Sunday, July 17, 2011

Off topic a bit
The Independent has an article by Alex Duval Smith, "the man who proved that everyone is good at maths"

It describes a French academician, Marc Chemillier, who has written a book , "Les Mathematiques Naturelles" that claims that maths is simple and rooted in human sensory intuition. He has travelled to Madagascar because "he believes that Madagascar's population, which remains relatively untouched by outside influences, can help him to prove this".

Smith quotes Chemillier as saying: "There is a strong link between counting and the number of fingers on our hands. Maths becomes complicated only when you abandon basic measures in nature, like the foot or the inch, or even the acre, which is the area that two bulls can plough in a day."

Ploughing a field with bulls is natural? Isn't that a little ethnocentric and chronocentric?

Smith goes on:

"To make his point, Mr Chemillier chose to charge up his laptop computer, leave Paris and do the rounds of fortune tellers on the Indian Ocean island [Madagascar] because its uninfluenced natural biodiversity also extends to its human population. Divinatory geomancy – reading random patterns, or sikidy to use the local word – is what Raoke does, when not smoking cigarettes rolled with paper from a school exercise book."

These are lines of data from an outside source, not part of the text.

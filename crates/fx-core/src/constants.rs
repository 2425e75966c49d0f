// Tuning constants for the pointer field effect. Times are milliseconds,
// distances are CSS pixels.

// Configuration defaults
pub const DEFAULT_MAGNETIC_RADIUS: f32 = 200.0;
pub const DEFAULT_THERMAL_RADIUS: f32 = 150.0;
pub const DEFAULT_MAX_PARTICLES: usize = 12;

// Trail emission cadence: threshold = BASE - min(velocity * SCALE, BASE - FLOOR)
pub const EMIT_BASE_INTERVAL_MS: f64 = 50.0;
pub const EMIT_FLOOR_INTERVAL_MS: f64 = 5.0;
pub const EMIT_VELOCITY_SCALE: f64 = 2.0;

// Category thresholds (pixels per event)
pub const SPARKS_VELOCITY: f32 = 50.0;
pub const DEBRIS_VELOCITY: f32 = 20.0;

// Trail intensity = min(velocity / INTENSITY_VELOCITY_DIVISOR, 1)
pub const INTENSITY_VELOCITY_DIVISOR: f32 = 100.0;

// Press burst ring
pub const BURST_SIZE: usize = 8;
pub const BURST_RADIUS_MIN: f32 = 30.0;
pub const BURST_RADIUS_MAX: f32 = 50.0;
pub const BURST_INTENSITY_MIN: f32 = 0.8;
pub const BURST_INTENSITY_MAX: f32 = 1.0;

// Lifecycle
pub const PARTICLE_TTL_MS: f64 = 2000.0;
pub const PRESS_DECAY_PER_TICK: f32 = 0.95;
pub const PRESS_SNAP_TO_ZERO: f32 = 1e-3;

// Rolling pointer history used for velocity estimation
pub const POINTER_HISTORY_LEN: usize = 8;

// Proximity field transform gains
pub const FIELD_PULL_GAIN: f32 = 0.1;
pub const FIELD_WOBBLE_FREQ: f64 = 0.01; // radians per ms
pub const FIELD_WOBBLE_DEG: f32 = 2.0;
pub const FIELD_SCALE_GAIN: f32 = 0.05;

// Thermal filter: hue swings from +20deg (edge) to -20deg (centre)
pub const THERMAL_HUE_EDGE_DEG: f32 = 20.0;
pub const THERMAL_HUE_SPAN_DEG: f32 = 40.0;
pub const THERMAL_BRIGHTNESS_GAIN: f32 = 0.2;

// Overlay decoration
pub const TRAIL_BASE_SIZE: f32 = 4.0;
pub const TRAIL_SIZE_GAIN: f32 = 8.0;
pub const TRAIL_ALPHA_GAIN: f32 = 0.8;
pub const TRAIL_SPIN_DEG_PER_MS: f64 = 0.5;
pub const CURSOR_SPIN_DEG_PER_MS: f64 = 0.1;
pub const CURSOR_GLOW_SIZE: f32 = 32.0;
pub const CURSOR_BLUR_GAIN: f32 = 2.0;

// Trail motion: the curve runs for (2 - intensity) seconds, eased out
pub const TRAIL_MOTION_BASE_MS: f64 = 2000.0;
pub const TRAIL_MOTION_INTENSITY_MS: f64 = 1000.0;
pub const EASE_OUT_X2: f32 = 0.58; // cubic-bezier(0, 0, 0.58, 1)

// Ring breathing
pub const MAGNETIC_PULSE_PERIOD_MS: f64 = 3000.0;
pub const MAGNETIC_PULSE_SCALE: f32 = 0.1;
pub const THERMAL_SHIMMER_PERIOD_MS: f64 = 2000.0;
pub const THERMAL_SHIMMER_SCALE: f32 = 0.2;

// Background grid that drifts with the pointer
pub const GRID_CELL: f32 = 50.0;
pub const GRID_DRIFT_FREQ: f32 = 0.01;
pub const GRID_DRIFT_PX: f32 = 2.0;
pub const GRID_LAYER_ALPHA: f32 = 0.2;
pub const GRID_STROKE_ALPHA: f32 = 0.3;
pub const GRID_STROKE_WIDTH: f32 = 0.5;

// Palette (sRGB 0..255)
pub const MAGNETIC_RGB: [u8; 3] = [107, 68, 35];
pub const THERMAL_RGB: [u8; 3] = [255, 69, 0];
pub const DEBRIS_RGB: [u8; 3] = [93, 64, 55];
pub const SPARKS_RGB: [u8; 3] = [255, 140, 0];
pub const GLOW_MID_RGB: [u8; 3] = [139, 69, 19];
pub const GLOW_EDGE_RGB: [u8; 3] = [160, 82, 45];
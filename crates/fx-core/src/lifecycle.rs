//! Enable/disable lifecycle of the effect.
//!
//! The controller owns the engine together with two host seams: a
//! [`Scheduler`] that attaches pointer listeners and schedules frame
//! callbacks, and a [`Surface`] that exposes designated elements and a paint
//! target. Disabling cancels the pending frame and detaches every listener
//! before returning, so no tick outlives the effect.

use crate::config::EffectConfig;
use crate::engine::EffectEngine;
use crate::field::{ElementBox, StylePatch};
use crate::overlay::OverlayFrame;
use smallvec::SmallVec;

#[derive(Clone, Copy, Debug, PartialEq, Eq, Hash)]
pub enum PointerEventKind {
    Move,
    Down,
    Up,
}

impl PointerEventKind {
    pub const ALL: [PointerEventKind; 3] = [
        PointerEventKind::Move,
        PointerEventKind::Down,
        PointerEventKind::Up,
    ];

    pub fn dom_name(self) -> &'static str {
        match self {
            PointerEventKind::Move => "pointermove",
            PointerEventKind::Down => "pointerdown",
            PointerEventKind::Up => "pointerup",
        }
    }
}

/// One raw pointer event as delivered by the host.
#[derive(Clone, Copy, Debug, PartialEq)]
pub struct PointerInput {
    pub kind: PointerEventKind,
    pub x: f32,
    pub y: f32,
    /// `false` for the second and later fingers of a multi-touch gesture.
    pub primary: bool,
}

#[derive(Clone, Copy, Debug, PartialEq, Eq, Hash)]
pub struct ListenerId(pub u32);

#[derive(Clone, Copy, Debug, PartialEq, Eq, Hash)]
pub struct FrameHandle(pub i32);

pub trait Scheduler {
    fn listen(&mut self, kind: PointerEventKind) -> ListenerId;
    fn unlisten(&mut self, id: ListenerId);
    /// Ask for `on_frame` to run once on the next frame.
    fn request_frame(&mut self) -> FrameHandle;
    fn cancel_frame(&mut self, handle: FrameHandle);
}

pub trait Surface {
    type Element;

    /// Elements currently opted into the proximity field, queried fresh.
    fn designated(&self) -> Vec<Self::Element>;
    fn bounds(&self, element: &Self::Element) -> ElementBox;
    fn apply(&self, element: &Self::Element, patch: &StylePatch);
    fn paint(&mut self, frame: &OverlayFrame);
    fn clear(&mut self);
}

#[derive(Debug, PartialEq)]
enum Phase {
    Disabled,
    /// Shut down for good; `enable` is a no-op.
    Closed,
    Enabled {
        listeners: SmallVec<[ListenerId; 3]>,
        frame: Option<FrameHandle>,
    },
}

pub struct EffectController<S: Scheduler, R: Surface> {
    engine: EffectEngine,
    scheduler: S,
    surface: R,
    phase: Phase,
    seed: u64,
}

impl<S: Scheduler, R: Surface> EffectController<S, R> {
    /// Build a disabled controller. Call [`enable`](Self::enable) (or
    /// [`set_config`](Self::set_config)) to start it.
    pub fn new(config: EffectConfig, scheduler: S, surface: R, seed: u64) -> Self {
        Self {
            engine: EffectEngine::new(config, seed),
            scheduler,
            surface,
            phase: Phase::Disabled,
            seed,
        }
    }

    pub fn is_enabled(&self) -> bool {
        matches!(self.phase, Phase::Enabled { .. })
    }

    pub fn is_closed(&self) -> bool {
        self.phase == Phase::Closed
    }

    pub fn enable(&mut self) {
        if self.phase != Phase::Disabled {
            return;
        }
        self.seed = self.seed.wrapping_add(1);
        self.engine.reset(self.seed);
        let listeners = PointerEventKind::ALL
            .iter()
            .map(|kind| self.scheduler.listen(*kind))
            .collect();
        let frame = Some(self.scheduler.request_frame());
        self.phase = Phase::Enabled { listeners, frame };
        log::info!("[fx] enabled");
    }

    pub fn disable(&mut self) {
        if self.is_enabled() {
            self.stop(Phase::Disabled);
        }
    }

    /// Disable and refuse any later `enable`. Used when the host surface goes
    /// away (the overlay canvas is detached).
    pub fn shutdown(&mut self) {
        match self.phase {
            Phase::Closed => {}
            Phase::Disabled => self.phase = Phase::Closed,
            Phase::Enabled { .. } => self.stop(Phase::Closed),
        }
    }

    fn stop(&mut self, next: Phase) {
        let Phase::Enabled { listeners, frame } = std::mem::replace(&mut self.phase, next)
        else {
            return;
        };
        if let Some(handle) = frame {
            self.scheduler.cancel_frame(handle);
        }
        for id in listeners {
            self.scheduler.unlisten(id);
        }
        for element in self.surface.designated() {
            self.surface.apply(&element, &StylePatch::Neutral);
        }
        self.surface.clear();
        self.engine.reset(self.seed);
        log::info!("[fx] disabled");
    }

    /// Replace the configuration, toggling the lifecycle to match `enabled`.
    pub fn set_config(&mut self, config: EffectConfig) {
        let enabled = config.enabled;
        self.engine.config = config.validated();
        if enabled {
            self.enable();
        } else {
            self.disable();
        }
    }

    /// Frame callback: sweep, repaint, reschedule. Stale callbacks delivered
    /// after disable are dropped without rescheduling.
    pub fn on_frame(&mut self, now_ms: f64) {
        if !self.is_enabled() {
            return;
        }
        self.engine.sweep(now_ms);
        let frame = self.engine.overlay(now_ms);
        self.surface.paint(&frame);
        let next = self.scheduler.request_frame();
        if let Phase::Enabled { frame, .. } = &mut self.phase {
            *frame = Some(next);
        }
    }

    pub fn on_pointer_move(&mut self, x: f32, y: f32, now_ms: f64) {
        if !self.is_enabled() {
            return;
        }
        self.engine.pointer_move(x, y, now_ms);
        for element in self.surface.designated() {
            let bounds = self.surface.bounds(&element);
            let patch = self.engine.patch_for(&bounds, now_ms);
            self.surface.apply(&element, &patch);
        }
    }

    /// Dispatch a host pointer event. Only the primary pointer drives the
    /// effect, so a second finger neither bursts nor reads as a jump.
    pub fn on_pointer_event(&mut self, input: PointerInput, now_ms: f64) {
        if !input.primary {
            return;
        }
        match input.kind {
            PointerEventKind::Move => self.on_pointer_move(input.x, input.y, now_ms),
            PointerEventKind::Down => self.on_pointer_down(input.x, input.y, now_ms),
            PointerEventKind::Up => self.on_pointer_up(),
        }
    }

    pub fn on_pointer_down(&mut self, x: f32, y: f32, now_ms: f64) {
        if self.is_enabled() {
            self.engine.pointer_down(x, y, now_ms);
        }
    }

    pub fn on_pointer_up(&mut self) {
        if self.is_enabled() {
            self.engine.pointer_up();
        }
    }

    pub fn engine(&self) -> &EffectEngine {
        &self.engine
    }

    pub fn scheduler(&self) -> &S {
        &self.scheduler
    }

    pub fn surface(&self) -> &R {
        &self.surface
    }
}

impl<S: Scheduler, R: Surface> Drop for EffectController<S, R> {
    fn drop(&mut self) {
        self.shutdown();
    }
}
//! Per-frame view model of the decorative overlay. The renderer owns the
//! drawing; this module only decides what to draw.

use crate::constants::*;
use crate::particle::{MarkerShape, Particle, ParticleKind, TrailMotion};
use glam::Vec2;

#[derive(Clone, Copy, Debug, PartialEq)]
pub struct Rgba {
    pub rgb: [u8; 3],
    pub alpha: f32,
}

/// One stop of a radial gradient, `offset` in `[0, 1]` from the centre.
#[derive(Clone, Copy, Debug, PartialEq)]
pub struct GradientStop {
    pub offset: f32,
    pub color: Rgba,
}

#[derive(Clone, Copy, Debug, PartialEq)]
pub struct CursorGlow {
    pub position: Vec2,
    pub size: f32,
    pub scale: f32,
    pub alpha: f32,
    pub shadow_blur: f32,
    pub shadow_alpha: f32,
    pub blur_px: f32,
    pub spin_deg: f32,
    pub gradient: [GradientStop; 4],
}

impl CursorGlow {
    fn gradient(press: f32) -> [GradientStop; 4] {
        let stop = |offset, rgb, alpha| GradientStop {
            offset,
            color: Rgba { rgb, alpha },
        };
        [
            stop(0.0, MAGNETIC_RGB, 0.6 + press * 0.4),
            stop(0.3, GLOW_MID_RGB, 0.4 + press * 0.3),
            stop(0.6, GLOW_EDGE_RGB, 0.2 + press * 0.2),
            stop(1.0, GLOW_EDGE_RGB, 0.0),
        ]
    }
}

#[derive(Clone, Copy, Debug, PartialEq)]
pub struct FieldRing {
    pub center: Vec2,
    pub diameter: f32,
    pub color: Rgba,
    /// Breathing multiplier on the diameter.
    pub scale: f32,
    /// Breathing multiplier on the colour's alpha.
    pub opacity: f32,
}

/// Eased breathing phase: 0 at the start of each period, 1 half way through.
#[inline]
pub fn pulse_phase(now_ms: f64, period_ms: f64) -> f32 {
    let turn = (now_ms / period_ms).rem_euclid(1.0);
    (0.5 - 0.5 * (std::f64::consts::TAU * turn).cos()) as f32
}

/// Square grid under the overlay, nudged a couple of pixels by the pointer.
#[derive(Clone, Copy, Debug, PartialEq)]
pub struct GridLayer {
    pub cell: f32,
    pub offset: Vec2,
    pub stroke: Rgba,
    pub line_width: f32,
    pub layer_alpha: f32,
}

impl GridLayer {
    pub fn following(pointer: Vec2) -> Self {
        Self {
            cell: GRID_CELL,
            offset: Vec2::new(
                (pointer.x * GRID_DRIFT_FREQ).sin() * GRID_DRIFT_PX,
                (pointer.y * GRID_DRIFT_FREQ).cos() * GRID_DRIFT_PX,
            ),
            stroke: Rgba {
                rgb: MAGNETIC_RGB,
                alpha: GRID_STROKE_ALPHA,
            },
            line_width: GRID_STROKE_WIDTH,
            layer_alpha: GRID_LAYER_ALPHA,
        }
    }
}

#[derive(Clone, Copy, Debug, PartialEq)]
pub struct TrailMarker {
    pub id: u64,
    pub kind: ParticleKind,
    pub position: Vec2,
    pub size: f32,
    /// Resting scale, equal to the particle's intensity.
    pub scale: f32,
    pub color: Rgba,
    pub opacity: f32,
    pub rotate_deg: f32,
    pub shape: MarkerShape,
    /// Kind-specific fade curve, applied on top of the fields above.
    pub motion: TrailMotion,
}

impl TrailMarker {
    pub fn from_particle(particle: &Particle, now_ms: f64) -> Self {
        let age = particle.age_ms(now_ms);
        Self {
            id: particle.id,
            kind: particle.kind,
            position: particle.position,
            size: TRAIL_BASE_SIZE + particle.intensity * TRAIL_SIZE_GAIN,
            color: Rgba {
                rgb: particle.kind.rgb(),
                alpha: particle.intensity * TRAIL_ALPHA_GAIN,
            },
            opacity: (1.0 - age / PARTICLE_TTL_MS).max(0.0) as f32,
            rotate_deg: (age * TRAIL_SPIN_DEG_PER_MS) as f32,
            scale: particle.intensity,
            shape: particle.kind.shape(),
            motion: particle.kind.motion(particle.intensity, age),
        }
    }
}

/// Everything the paint surface needs for one frame.
#[derive(Clone, Debug, PartialEq)]
pub struct OverlayFrame {
    pub cursor: CursorGlow,
    pub magnetic_ring: FieldRing,
    pub thermal_halo: FieldRing,
    pub grid: GridLayer,
    /// Construction lines through the pointer.
    pub guides: Vec2,
    pub trails: Vec<TrailMarker>,
}

impl OverlayFrame {
    pub fn build(
        pointer: Vec2,
        press: f32,
        magnetic_radius: f32,
        thermal_radius: f32,
        particles: impl Iterator<Item = Particle>,
        now_ms: f64,
    ) -> Self {
        let spin = ((now_ms * CURSOR_SPIN_DEG_PER_MS) % 360.0) as f32;
        let magnetic = pulse_phase(now_ms, MAGNETIC_PULSE_PERIOD_MS);
        let thermal = pulse_phase(now_ms, THERMAL_SHIMMER_PERIOD_MS);
        Self {
            cursor: CursorGlow {
                position: pointer,
                size: CURSOR_GLOW_SIZE,
                scale: 1.0 + press * 0.5,
                alpha: 0.6 + press * 0.4,
                shadow_blur: 20.0 + press * 30.0,
                shadow_alpha: 0.3 + press * 0.5,
                blur_px: press * CURSOR_BLUR_GAIN,
                spin_deg: spin,
                gradient: CursorGlow::gradient(press),
            },
            magnetic_ring: FieldRing {
                center: pointer,
                diameter: magnetic_radius,
                color: Rgba {
                    rgb: MAGNETIC_RGB,
                    alpha: 0.1 + press * 0.2,
                },
                scale: 1.0 + magnetic * MAGNETIC_PULSE_SCALE,
                opacity: 0.1 + magnetic * 0.2,
            },
            thermal_halo: FieldRing {
                center: pointer,
                diameter: thermal_radius,
                color: Rgba {
                    rgb: THERMAL_RGB,
                    alpha: 0.05 + press * 0.1,
                },
                scale: 1.0 + thermal * THERMAL_SHIMMER_SCALE,
                opacity: 1.0,
            },
            grid: GridLayer::following(pointer),
            guides: pointer,
            trails: particles
                .map(|p| TrailMarker::from_particle(&p, now_ms))
                .collect(),
        }
    }
}
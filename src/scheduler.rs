use crate::surface::DomSurface;
use fnv::FnvHashMap;
use fx_core::{
    EffectController, FrameHandle, ListenerId, PointerEventKind, PointerInput, Scheduler,
};
use instant::Instant;
use std::cell::RefCell;
use std::rc::Weak;
use wasm_bindgen::closure::Closure;
use wasm_bindgen::JsCast;
use web_sys as web;

pub type WebController = EffectController<WebScheduler, DomSurface>;
type PointerClosure = Closure<dyn FnMut(web::PointerEvent)>;

/// Monotonic millisecond clock shared by the pointer handlers and the frame
/// loop, so particle ages are measured on one time base.
#[derive(Clone, Copy)]
pub struct Clock {
    origin: Instant,
}

impl Clock {
    pub fn start() -> Self {
        Self {
            origin: Instant::now(),
        }
    }

    #[inline]
    pub fn now_ms(&self) -> f64 {
        self.origin.elapsed().as_secs_f64() * 1000.0
    }
}

/// Browser scheduler: document-level pointer listeners plus a
/// `requestAnimationFrame` callback. Closures hold only a weak reference to
/// the controller, so dropping the controller frees them.
pub struct WebScheduler {
    window: web::Window,
    target: web::EventTarget,
    handlers: FnvHashMap<PointerEventKind, PointerClosure>,
    attached: FnvHashMap<ListenerId, PointerEventKind>,
    frame_cb: Closure<dyn FnMut(f64)>,
    next_listener: u32,
}

impl WebScheduler {
    pub fn new(
        window: web::Window,
        document: &web::Document,
        controller: Weak<RefCell<WebController>>,
        clock: Clock,
    ) -> Self {
        let handlers = PointerEventKind::ALL
            .iter()
            .map(|kind| (*kind, pointer_closure(*kind, controller.clone(), clock)))
            .collect();

        let frame_ctrl = controller;
        let frame_cb = Closure::wrap(Box::new(move |_ts: f64| {
            if let Some(ctrl) = frame_ctrl.upgrade() {
                if let Ok(mut c) = ctrl.try_borrow_mut() {
                    c.on_frame(clock.now_ms());
                }
            }
        }) as Box<dyn FnMut(f64)>);

        Self {
            window,
            target: document.clone().unchecked_into(),
            handlers,
            attached: FnvHashMap::default(),
            frame_cb,
            next_listener: 0,
        }
    }
}

fn pointer_closure(
    kind: PointerEventKind,
    controller: Weak<RefCell<WebController>>,
    clock: Clock,
) -> PointerClosure {
    Closure::wrap(Box::new(move |ev: web::PointerEvent| {
        let Some(ctrl) = controller.upgrade() else {
            return;
        };
        // Re-entrant dispatch (e.g. an event raised while disabling) is dropped.
        let Ok(mut c) = ctrl.try_borrow_mut() else {
            return;
        };
        let input = PointerInput {
            kind,
            x: ev.client_x() as f32,
            y: ev.client_y() as f32,
            primary: ev.is_primary(),
        };
        c.on_pointer_event(input, clock.now_ms());
    }) as Box<dyn FnMut(_)>)
}

impl Scheduler for WebScheduler {
    fn listen(&mut self, kind: PointerEventKind) -> ListenerId {
        let id = ListenerId(self.next_listener);
        self.next_listener = self.next_listener.wrapping_add(1);
        if let Some(handler) = self.handlers.get(&kind) {
            _ = self.target.add_event_listener_with_callback(
                kind.dom_name(),
                handler.as_ref().unchecked_ref(),
            );
            self.attached.insert(id, kind);
        }
        id
    }

    fn unlisten(&mut self, id: ListenerId) {
        let Some(kind) = self.attached.remove(&id) else {
            return;
        };
        if let Some(handler) = self.handlers.get(&kind) {
            _ = self.target.remove_event_listener_with_callback(
                kind.dom_name(),
                handler.as_ref().unchecked_ref(),
            );
        }
    }

    fn request_frame(&mut self) -> FrameHandle {
        match self
            .window
            .request_animation_frame(self.frame_cb.as_ref().unchecked_ref())
        {
            Ok(id) => FrameHandle(id),
            Err(e) => {
                log::error!("requestAnimationFrame failed: {:?}", e);
                // Ids are positive; cancelling 0 is a no-op.
                FrameHandle(0)
            }
        }
    }

    fn cancel_frame(&mut self, handle: FrameHandle) {
        _ = self.window.cancel_animation_frame(handle.0);
    }
}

The idea that the population of Madagascar is untouched, even relatively,  by outside influences is rather odd. The ancestors of the Malagasy travelled across the Indian Ocean from Borneo, a voyage more arduous than those of Columbus. Since then, the island has received immigrants and ideas from and traded with East Africa, Arabia, Persia, India and Europe. Sikidy itself is a local adoption of the medieval Muslim art of divination, adapted to local conditions.

It is difficult to see how Raoke's abilty to recall complex patterns created by removing seeds in ones or twos from piles proves that everybody is good at maths. He has probably been divining for half a century and it is a safe bet that he has put in the ten thousand hours that Malcolm Gladwell thinks is necessary to turn anyone into a genius.

I suspect, however, that we are going to hear  more about the diviners of Madagascar as universities and schools throughout the world are relentlessly dumbed down. No need to study the needless complexities of calculus: a pile of seeds and illiterate intuition is all you need.